# Data for review

* * * * * * * * *

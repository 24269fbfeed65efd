//! Streaming RESP decoder.
//!
//! [`parse_stream`] turns any `AsyncBufRead` into a lazy stream of
//! [`Payload`]s. Protocol errors (a malformed length header, a missing
//! `\r`) are recoverable: the stream yields an error payload and keeps
//! going on the assumption the next line resynchronizes. An IO error (a
//! short read mid-frame, EOF mid-header) is not: the stream yields one
//! final error payload and ends.

use bytes::Bytes;
use futures_util::stream::{self, Stream};
use memkv_errors::Error;
use tokio::io::{AsyncBufRead, AsyncBufReadExt, AsyncReadExt};

use crate::reply::Reply;

/// One decoded unit from the stream: either a reply the client sent (for
/// inline/array commands this is a `MultiBulk`) or an error describing why
/// decoding failed.
#[derive(Debug)]
pub enum Payload {
    Reply(Reply),
    Err(Error),
}

/// Wraps `reader` in a stream of [`Payload`]. The stream ends after the
/// first fatal (IO) error; protocol errors are yielded but do not end it.
pub fn parse_stream<R>(reader: R) -> impl Stream<Item = Payload>
where
    R: AsyncBufRead + Unpin + Send + 'static,
{
    stream::unfold(Some(reader), |state| async move {
        let mut reader = state?;
        let payload = read_one(&mut reader).await;
        let fatal = matches!(&payload, Payload::Err(e) if e.is_fatal());
        if fatal {
            Some((payload, None))
        } else {
            Some((payload, Some(reader)))
        }
    })
}

async fn read_one<R: AsyncBufRead + Unpin>(reader: &mut R) -> Payload {
    let line = match read_line_or_header(reader).await {
        Ok(line) => line,
        Err(e) => return Payload::Err(e),
    };
    let trimmed = strip_crlf(&line);
    if trimmed.is_empty() {
        return Payload::Err(Error::Protocol("protocol error: empty line".into()));
    }
    match trimmed[0] {
        b'+' | b'-' | b':' => parse_single_line(trimmed),
        b'$' => parse_bulk_string(trimmed, reader).await,
        b'*' => parse_multi_bulk(trimmed, reader).await,
        _ => {
            let args: Vec<Option<Bytes>> = trimmed
                .split(|b| *b == b' ')
                .map(|part| Some(Bytes::copy_from_slice(part)))
                .collect();
            Payload::Reply(if args.is_empty() {
                Reply::EmptyMultiBulk
            } else {
                Reply::MultiBulk(args)
            })
        }
    }
}

fn strip_crlf(line: &[u8]) -> &[u8] {
    line.strip_suffix(b"\r\n").unwrap_or(line)
}

/// Reads one line terminated by `\n`. Binary-unsafe callers never read raw
/// payload bytes this way; this is only used for headers and single-line
/// replies, which are never binary.
async fn read_line_or_header<R: AsyncBufRead + Unpin>(reader: &mut R) -> Result<Vec<u8>, Error> {
    let mut buf = Vec::new();
    let n = reader.read_until(b'\n', &mut buf).await.map_err(Error::Io)?;
    if n == 0 {
        return Err(Error::Io(std::io::Error::new(
            std::io::ErrorKind::UnexpectedEof,
            "connection closed",
        )));
    }
    if buf.len() < 2 || buf[buf.len() - 2] != b'\r' {
        return Err(Error::Protocol(format!(
            "protocol error: {}",
            String::from_utf8_lossy(&buf)
        )));
    }
    Ok(buf)
}

fn parse_single_line(line: &[u8]) -> Payload {
    match line[0] {
        b'+' => Payload::Reply(Reply::Simple(String::from_utf8_lossy(&line[1..]).into_owned())),
        b'-' => Payload::Reply(Reply::Error(String::from_utf8_lossy(&line[1..]).into_owned())),
        b':' => match std::str::from_utf8(&line[1..]).ok().and_then(|s| s.parse::<i64>().ok()) {
            Some(code) => Payload::Reply(Reply::Integer(code)),
            None => Payload::Err(Error::Protocol(format!(
                "protocol error--illegal number: {}",
                String::from_utf8_lossy(line)
            ))),
        },
        _ => unreachable!("caller already matched on first byte"),
    }
}

async fn parse_bulk_string<R: AsyncBufRead + Unpin>(header: &[u8], reader: &mut R) -> Payload {
    let len = match std::str::from_utf8(&header[1..]).ok().and_then(|s| s.parse::<i64>().ok()) {
        Some(n) if n >= -1 => n,
        _ => {
            return Payload::Err(Error::Protocol(format!(
                "protocol error--illegal number: {}",
                String::from_utf8_lossy(header)
            )))
        }
    };
    if len == -1 {
        return Payload::Reply(Reply::NullBulk);
    }
    let mut body = vec![0u8; len as usize + 2];
    if let Err(e) = reader.read_exact(&mut body).await {
        return Payload::Err(Error::Io(e));
    }
    body.truncate(body.len() - 2);
    Payload::Reply(Reply::Bulk(Bytes::from(body)))
}

async fn parse_multi_bulk<R: AsyncBufRead + Unpin>(header: &[u8], reader: &mut R) -> Payload {
    let expected = match std::str::from_utf8(&header[1..]).ok().and_then(|s| s.parse::<i64>().ok()) {
        Some(n) if n >= 0 => n,
        _ => {
            return Payload::Err(Error::Protocol(format!(
                "protocol error--illegal number: {}",
                String::from_utf8_lossy(header)
            )))
        }
    };
    if expected == 0 {
        return Payload::Reply(Reply::EmptyMultiBulk);
    }
    let mut elems = Vec::with_capacity(expected as usize);
    for _ in 0..expected {
        let mut bulk_header = Vec::new();
        if let Err(e) = reader.read_until(b'\n', &mut bulk_header).await {
            return Payload::Err(Error::Io(e));
        }
        if bulk_header.len() < 4 || bulk_header[bulk_header.len() - 2] != b'\r' || bulk_header[0] != b'$' {
            return Payload::Err(Error::Protocol(format!(
                "protocol error--illegal BulkString header: {}",
                String::from_utf8_lossy(&bulk_header)
            )));
        }
        let len_slice = &bulk_header[1..bulk_header.len() - 2];
        let bulk_len = match std::str::from_utf8(len_slice).ok().and_then(|s| s.parse::<i64>().ok()) {
            Some(n) if n >= -1 => n,
            _ => {
                return Payload::Err(Error::Protocol(format!(
                    "protocol error--illegal number: {}",
                    String::from_utf8_lossy(&bulk_header)
                )))
            }
        };
        if bulk_len == -1 {
            elems.push(None);
            continue;
        }
        let mut body = vec![0u8; bulk_len as usize + 2];
        if let Err(e) = reader.read_exact(&mut body).await {
            return Payload::Err(Error::Io(e));
        }
        body.truncate(body.len() - 2);
        elems.push(Some(Bytes::from(body)));
    }
    Payload::Reply(Reply::MultiBulk(elems))
}
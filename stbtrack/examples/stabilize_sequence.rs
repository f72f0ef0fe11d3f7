use stbtrack::{Category, Detection, FrameDetections, StabilizerConfig, Tracker};

fn print_frame(tracker: &Tracker, frame: usize) -> anyhow::Result<()> {
    for category in [Category::Face, Category::Body] {
        let tracks = tracker.result(category)?;
        println!("Frame {}: {} {} tracks", frame, tracks.len(), category);
        for t in tracks {
            let state = if t.is_detected() { "detected" } else { "lost" };
            println!(
                "  Track ID {}: ({}, {}) size {} conf {} [{}]",
                t.track_id, t.x, t.y, t.size, t.confidence, state
            );
        }
    }
    Ok(())
}

fn main() -> anyhow::Result<()> {
    env_logger::Builder::from_env(env_logger::Env::default().default_filter_or("debug")).init();

    let config = StabilizerConfig::from_json(
        r#"{ "steadiness_position": 10, "steadiness_size": 10, "retry_count_threshold": 2 }"#,
    )?;
    let mut tracker = Tracker::new(config)?;

    let frames = vec![
        // Two faces and a body appear
        FrameDetections {
            faces: vec![Detection::new(100, 100, 50, 800), Detection::new(400, 120, 60, 700)],
            bodies: vec![Detection::new(120, 300, 200, 600)],
        },
        // Small jitter is held, the second face moves far enough to follow
        FrameDetections {
            faces: vec![Detection::new(102, 101, 51, 820), Detection::new(440, 120, 60, 650)],
            bodies: vec![Detection::new(121, 302, 198, 640)],
        },
        // First face missed, a new face enters
        FrameDetections {
            faces: vec![Detection::new(445, 121, 61, 700), Detection::new(700, 90, 40, 500)],
            bodies: vec![Detection::new(122, 301, 200, 600)],
        },
        // Nobody detected
        FrameDetections::default(),
        FrameDetections::default(),
        FrameDetections::default(),
    ];

    for (i, frame) in frames.iter().enumerate() {
        tracker.set_detections(frame)?;
        tracker.execute();
        print_frame(&tracker, i + 1)?;
    }

    println!("\nAll lost tracks evicted; clearing and restarting ids");
    tracker.clear();
    let results = tracker.execute_frame(&FrameDetections {
        faces: vec![Detection::new(10, 10, 30, 900)],
        bodies: Vec::new(),
    })?;
    println!("{}", serde_json::to_string_pretty(&results)?);

    Ok(())
}
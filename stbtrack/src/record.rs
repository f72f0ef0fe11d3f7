//! Detection records and the change metric shared by scoring and smoothing

use num::cast;
use serde::{Deserialize, Serialize};
use std::fmt;

/// `detection_id` of a track that had no detection this frame
pub const NO_DETECTION: i32 = -1;
/// `track_id` of a raw record that has not been through association yet
pub const UNASSIGNED_TRACK: i32 = -1;

/// Center position and size of a detected object
#[derive(Debug, Clone, Copy, PartialEq, Eq, Default, Serialize, Deserialize)]
pub struct Roi {
    pub x: i32,
    pub y: i32,
    pub size: i32,
}

impl Roi {
    pub fn new(x: i32, y: i32, size: i32) -> Self {
        Self { x, y, size }
    }
}

impl fmt::Display for Roi {
    fn fmt(&self, f: &mut fmt::Formatter<'_>) -> fmt::Result {
        write!(f, "Roi({}, {}, {})", self.x, self.y, self.size)
    }
}

/// One raw detector output for a single frame
#[derive(Debug, Clone, Copy, PartialEq, Eq, Default, Serialize, Deserialize)]
pub struct Detection {
    pub x: i32,
    pub y: i32,
    pub size: i32,
    pub confidence: i32,
}

impl Detection {
    pub fn new(x: i32, y: i32, size: i32, confidence: i32) -> Self {
        Self {
            x,
            y,
            size,
            confidence,
        }
    }

    pub fn roi(&self) -> Roi {
        Roi::new(self.x, self.y, self.size)
    }
}

/// Lifecycle of a track, derived from its retry count
#[derive(Debug, Clone, Copy, PartialEq, Eq)]
pub enum TrackState {
    /// Matched to a detection in the latest frame
    Tracked,
    /// Missing for the given number of consecutive frames
    Lost(u32),
}

/// A single entry of a history slot
#[derive(Debug, Clone, Copy, PartialEq, Eq, Serialize, Deserialize)]
pub struct DetectionRecord {
    /// Index into the frame's raw detections, or [`NO_DETECTION`]
    pub detection_id: i32,
    /// Persistent track identifier, or [`UNASSIGNED_TRACK`] for raw input
    pub track_id: i32,
    pub x: i32,
    pub y: i32,
    pub size: i32,
    pub confidence: i32,
    /// Consecutive frames since the last real match
    pub retry_count: u32,
}

impl DetectionRecord {
    /// Raw record for the `index`-th detection of the newest frame
    pub fn from_detection(index: usize, detection: &Detection) -> Self {
        Self {
            detection_id: cast(index).unwrap_or(i32::MAX),
            track_id: UNASSIGNED_TRACK,
            x: detection.x,
            y: detection.y,
            size: detection.size,
            confidence: detection.confidence,
            retry_count: 0,
        }
    }

    pub fn roi(&self) -> Roi {
        Roi::new(self.x, self.y, self.size)
    }

    pub fn state(&self) -> TrackState {
        match self.retry_count {
            0 => TrackState::Tracked,
            n => TrackState::Lost(n),
        }
    }

    /// True once the record has been missing for longer than `threshold` frames
    pub fn is_expired(&self, threshold: u32) -> bool {
        self.retry_count > threshold
    }

    pub fn to_tracked(&self) -> TrackedObject {
        TrackedObject {
            track_id: self.track_id,
            detection_id: self.detection_id,
            x: self.x,
            y: self.y,
            size: self.size,
            confidence: self.confidence,
        }
    }
}

/// Stabilized, ID-tagged result handed to the caller
#[derive(Debug, Clone, Copy, PartialEq, Eq, Serialize, Deserialize)]
pub struct TrackedObject {
    pub track_id: i32,
    pub detection_id: i32,
    pub x: i32,
    pub y: i32,
    pub size: i32,
    pub confidence: i32,
}

impl TrackedObject {
    pub fn roi(&self) -> Roi {
        Roi::new(self.x, self.y, self.size)
    }

    /// False when the track is being carried without a detection this frame
    pub fn is_detected(&self) -> bool {
        self.detection_id != NO_DETECTION
    }
}

/// Position and size change from `previous` to `current`, as integer percentages
/// of the previous size.
///
/// Returns `None` when the previous size is below 1, which is the only guard
/// against dividing by zero and also marks placeholder records.
pub fn change_percentages(current: &Roi, previous: &Roi) -> Option<(i32, i32)> {
    if previous.size < 1 {
        return None;
    }

    let pre_size = f64::from(previous.size);
    let dx = f64::from(previous.x) - f64::from(current.x);
    let dy = f64::from(previous.y) - f64::from(current.y);
    let displacement = (dx * dx + dy * dy).sqrt();
    let size_change = (f64::from(previous.size) - f64::from(current.size)).abs();

    Some((
        to_percent(displacement * 100.0 / pre_size),
        to_percent(size_change * 100.0 / pre_size),
    ))
}

fn to_percent(value: f64) -> i32 {
    cast(value.round()).unwrap_or(i32::MAX)
}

* * * * * * * * *

# What to produce
Which lines in the listing above hold the word "AsyncBufRead"? Show each of them.

# Written solution
//! [`parse_stream`] turns any `AsyncBufRead` into a lazy stream of
use tokio::io::{AsyncBufRead, AsyncBufReadExt, AsyncReadExt};
    R: AsyncBufRead + Unpin + Send + 'static,
async fn read_one<R: AsyncBufRead + Unpin>(reader: &mut R) -> Payload {
async fn read_line_or_header<R: AsyncBufRead + Unpin>(reader: &mut R) -> Result<Vec<u8>, Error> {
async fn parse_bulk_string<R: AsyncBufRead + Unpin>(header: &[u8], reader: &mut R) -> Payload {
async fn parse_multi_bulk<R: AsyncBufRead + Unpin>(header: &[u8], reader: &mut R) -> Payload {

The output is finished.